Cathay Group announced on August 13 that it has entered into a new sustainable aviation fuel (SAF) partnership with DHL Express to reinforce their shared commitment to reducing carbon emissions in the air cargo sector.

Under the agreement, Cathay Pacific will supply DHL Express with 2,400 metric tonnes of SAF for international flights departing from three Asian airports: Seoul Incheon, Tokyo Narita, and Singapore Changi. These flights are operated by Cathay Group’s wholly owned subsidiary, Air Hong Kong, which primarily provides express cargo services for DHL Express.

The partnership is expected to cut approximately 7,190 tonnes of lifecycle greenhouse gas emissions by 2025, equivalent to the emissions from over 100 Airbus A330 freighter flights between Hong Kong and Singapore. DHL Express Asia Pacific Senior Vice President Peter Bardens noted that SAF currently accounts for less than 1% of global aviation fuel use, yet air transport is a major source of greenhouse gas emissions. He stressed that this collaboration is a key step in building a stronger SAF ecosystem in Asia and aligns with DHL’s “Strategy 2030” goal of making green logistics a core priority.

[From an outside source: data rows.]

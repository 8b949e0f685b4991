use evdev::{AbsoluteAxisType, Device, InputEvent, InputEventKind, Key};
use log::{error, info, warn};
use std::sync::mpsc::Sender;
use std::thread;
use std::time::Duration;

/// Raw pressure above which the pen counts as touching the tablet.
pub const PRESSURE_THRESHOLD: i32 = 2000;

#[derive(Debug, Clone, Copy, PartialEq, Eq)]
pub enum StylusEvent {
    Contact(bool),
}

/// Turns raw evdev events into contact changes. Only edges are reported.
#[derive(Debug, Default)]
pub struct ContactTracker {
    in_contact: bool,
}

impl ContactTracker {
    pub fn feed(&mut self, event: &InputEvent) -> Option<StylusEvent> {
        let touching = match event.kind() {
            InputEventKind::AbsAxis(AbsoluteAxisType::ABS_PRESSURE) => {
                event.value() > PRESSURE_THRESHOLD
            }
            InputEventKind::Key(Key::BTN_TOUCH) => event.value() != 0,
            _ => return None,
        };

        if touching == self.in_contact {
            return None;
        }
        self.in_contact = touching;
        Some(StylusEvent::Contact(touching))
    }
}

pub fn read_input(device_path: String, sender: Sender<StylusEvent>) {
    thread::spawn(move || {
        let mut device = match Device::open(&device_path) {
            Ok(device) => device,
            Err(e) => {
                error!("could not open stylus device {device_path}: {e}");
                return;
            }
        };
        info!("reading stylus from {device_path}");

        let mut tracker = ContactTracker::default();
        loop {
            match device.fetch_events() {
                Ok(events) => {
                    for event in events {
                        let Some(stylus_event) = tracker.feed(&event) else {
                            continue;
                        };
                        if sender.send(stylus_event).is_err() {
                            // receiver gone, window closed
                            return;
                        }
                    }
                }
                Err(e) => {
                    warn!("error when reading stylus events: {e}");
                    thread::sleep(Duration::from_secs(1));
                }
            }
        }
    });
}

This deal builds on the long-standing cooperation between DHL Express and Cathay Group. Cathay sees the initiative as a milestone, marking the first use of SAF on Air Hong Kong flights, and part of its wider strategy to expand SAF adoption across its network. DHL Express, a global leader in SAF deployment, has also signed long-term agreements with suppliers including Neste, BP, and World Energy, further strengthening regional SAF demand and supply.